**ASSIGNMENT**
Your answer needs to include each line of the records in which the string "json" can be found.
(RECORDS SUPPLIED Opens)
//! Output formatters for analysis results.

mod json;
mod markdown;
mod svg;

pub use json::compact_report;
pub use markdown::{format_report_markdown, format_run_summary};
pub use svg::render_word_cloud;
(RECORDS SUPPLIED Closes)
**TASK OUTPUT**
mod json;
pub use json::compact_report;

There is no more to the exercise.